··· Dataset extract ···

// ── Runtime connection configuration ──
//
// These types describe *how* to reach a Home Assistant instance. They carry
// the access token and connection tuning but never touch disk or the
// process environment; hassflow-config (or the embedding application)
// builds a `ConnectionConfig` and hands it in.

use std::path::PathBuf;
use std::time::Duration;

use hassflow_api::{ReconnectConfig, RestClient, SocketConfig, TlsMode, TransportConfig};
use secrecy::{ExposeSecret, SecretString};
use url::Url;

use crate::error::CoreError;

/// TLS verification strategy.
#[derive(Debug, Clone, Default, PartialEq, Eq)]
pub enum TlsVerification {
    /// System CA store (strict).
    #[default]
    SystemDefaults,
    /// Custom CA certificate file.
    CustomCa(PathBuf),
    /// Skip verification (self-signed local instances). REST only; the
    /// WebSocket always verifies against bundled roots.
    DangerAcceptInvalid,
}

/// Configuration for connecting to a single Home Assistant instance.
#[derive(Debug, Clone)]
pub struct ConnectionConfig {
    /// Instance base URL (e.g., `http://homeassistant.local:8123`).
    pub url: Url,
    /// Long-lived access token.
    pub token: SecretString,
    pub tls: TlsVerification,
    /// Handshake and request timeout.
    pub timeout: Duration,
    /// WebSocket reconnection backoff.
    pub reconnect: ReconnectConfig,
}

impl ConnectionConfig {
    pub fn new(url: Url, token: SecretString) -> Self {
        Self {
            url,
            token,
            tls: TlsVerification::default(),
            timeout: Duration::from_secs(30),
            reconnect: ReconnectConfig::default(),
        }
    }

    /// Reject configurations that cannot possibly connect.
    pub fn validate(&self) -> Result<(), CoreError> {
        if self.url.host_str().is_none_or(str::is_empty) {
            return Err(CoreError::ConfigMissing { field: "url".into() });
        }
        if self.token.expose_secret().trim().is_empty() {
            return Err(CoreError::ConfigMissing {
                field: "token".into(),
            });
        }
        websocket_scheme(self.url.scheme())?;
        Ok(())
    }

    /// `http(s)://host[/prefix]` → `ws(s)://host[/prefix]/api/websocket`.
    pub fn websocket_url(&self) -> Result<Url, CoreError> {
        let mut url = self.url.clone();
        let scheme = websocket_scheme(url.scheme())?;
        url.set_scheme(scheme).map_err(|()| CoreError::Config {
            message: format!("cannot use scheme {scheme} for {}", self.url),
        })?;

        let base = url.path().trim_end_matches('/').to_owned();
        let path = if base.ends_with("/api/websocket") {
            base
        } else {
            format!("{base}/api/websocket")
        };
        url.set_path(&path);
        url.set_query(None);
        url.set_fragment(None);
        Ok(url)
    }

    /// HTTP transport settings for the REST client.
    pub fn transport(&self) -> TransportConfig {
        let tls = match &self.tls {
            TlsVerification::SystemDefaults => TlsMode::System,
            TlsVerification::CustomCa(path) => TlsMode::CustomCa(path.clone()),
            TlsVerification::DangerAcceptInvalid => TlsMode::DangerAcceptInvalid,
        };
        TransportConfig {
            tls,
            timeout: self.timeout,
        }
    }

    pub fn socket_config(&self) -> Result<SocketConfig, CoreError> {
        Ok(SocketConfig {
            url: self.websocket_url()?,
            token: self.token.clone(),
            timeout: self.timeout,
            reconnect: self.reconnect.clone(),
        })
    }

    pub fn rest_client(&self) -> Result<RestClient, CoreError> {
        self.validate()?;
        Ok(RestClient::new(
            self.url.clone(),
            &self.token,
            &self.transport(),
        )?)
    }
}

fn websocket_scheme(scheme: &str) -> Result<&'static str, CoreError> {
    match scheme {
        "http" | "ws" => Ok("ws"),
        "https" | "wss" => Ok("wss"),
        other => Err(CoreError::Config {
            message: format!("unsupported URL scheme {other:?} (expected http or https)"),
        }),
    }
}

#[cfg(test)]
#[allow(clippy::unwrap_used)]
mod tests {
    use super::*;

    fn config(url: &str, token: &str) -> ConnectionConfig {
        ConnectionConfig::new(Url::parse(url).unwrap(), SecretString::from(token.to_string()))
    }

    #[test]
    fn websocket_url_maps_scheme_and_path() {
        let cfg = config("http://homeassistant.local:8123", "t");
        assert_eq!(
            cfg.websocket_url().unwrap().as_str(),
            "ws://homeassistant.local:8123/api/websocket"
        );

        let cfg = config("https://example.org/ha/", "t");
        assert_eq!(
            cfg.websocket_url().unwrap().as_str(),
            "wss://example.org/ha/api/websocket"
        );
    }

    #[test]
    fn websocket_url_is_left_alone_when_already_complete() {
        let cfg = config("ws://10.0.0.2:8123/api/websocket", "t");
        assert_eq!(
            cfg.websocket_url().unwrap().as_str(),
            "ws://10.0.0.2:8123/api/websocket"
        );
    }

    #[test]
    fn empty_token_is_missing() {
        let err = config("http://ha.local:8123", "  ").validate().unwrap_err();
        assert!(matches!(err, CoreError::ConfigMissing { field } if field == "token"));
    }

    #[test]
    fn unsupported_scheme_is_rejected() {
        let err = config("ftp://ha.local", "t").validate().unwrap_err();
        assert!(matches!(err, CoreError::Config { .. }));
    }

    #[test]
    fn transport_mirrors_tls_choice() {
        let mut cfg = config("https://ha.local", "t");
        cfg.tls = TlsVerification::DangerAcceptInvalid;
        assert!(matches!(cfg.transport().tls, TlsMode::DangerAcceptInvalid));
    }
}
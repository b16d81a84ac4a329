// ── Entity-state domain model ──
//
// Definitions (declared types), raw snapshots as the runtime stores them,
// and the converted values handed to application callbacks.

pub mod definition;
pub mod snapshot;
pub mod value;

// ── Re-exports ──────────────────────────────────────────────────────

pub use definition::{EntityDefinition, EntitySpec, ServiceDefinition, ServiceSpec, ValueType};
pub use snapshot::{EntityState, Snapshot};
pub use value::{PredicateValue, StateChange, StateValue};
// ── Pump ─────────────────────────────────────────────────────────────

/// Await the connector, subscribe, and ingest snapshots until the feed
/// ends or the runtime is cancelled. Holds only a weak reference so a
/// dropped runtime winds the task down.
async fn pump<Fut, C>(weak: Weak<RuntimeInner>, cancel: CancellationToken, connecting: Fut)
where
    Fut: Future<Output = Result<C, CoreError>> + Send,
    C: Connection + 'static,
{
    let result = tokio::select! {
        biased;
        () = cancel.cancelled() => None,
        result = connecting => Some(result),
    };

    let connection: Arc<dyn Connection> = {
        let Some(inner) = weak.upgrade() else {
            return;
        };
        match result {
            None => {
                inner.connection.send_replace(ConnectionSlot::Closed);
                return;
            }
            Some(Err(e)) => {
                warn!(error = %e, "connection failed");
                inner.fail(e, true);
                return;
            }
            Some(Ok(connection)) => {
                let connection: Arc<dyn Connection> = Arc::new(connection);
                inner
                    .connection
                    .send_replace(ConnectionSlot::Open(Arc::clone(&connection)));
                info!("connected to Home Assistant");
                connection
            }
        }
    };

    let feed = tokio::select! {
        biased;
        () = cancel.cancelled() => return,
        feed = connection.subscribe_entities() => feed,
    };
    let mut feed = match feed {
        Ok(feed) => feed,
        Err(e) => {
            warn!(error = %e, "entity subscription failed");
            if let Some(inner) = weak.upgrade() {
                inner.fail(e, false);
            }
            return;
        }
    };

    loop {
        let next = tokio::select! {
            biased;
            () = cancel.cancelled() => return,
            next = feed.next() => next,
        };
        let Some(snapshot) = next else { break };
        let Some(inner) = weak.upgrade() else {
            return;
        };
        inner.ingest(snapshot);
    }

    if !cancel.is_cancelled() {
        warn!("entity feed ended");
        if let Some(inner) = weak.upgrade() {
            inner.fail(CoreError::Disconnected, false);
        }
    }
}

···

> [Work item]
In the material above, find the lines that contain "access" and show them.

> [Answer for this exercise]
// the access token and connection tuning but never touch disk or the
    /// Long-lived access token.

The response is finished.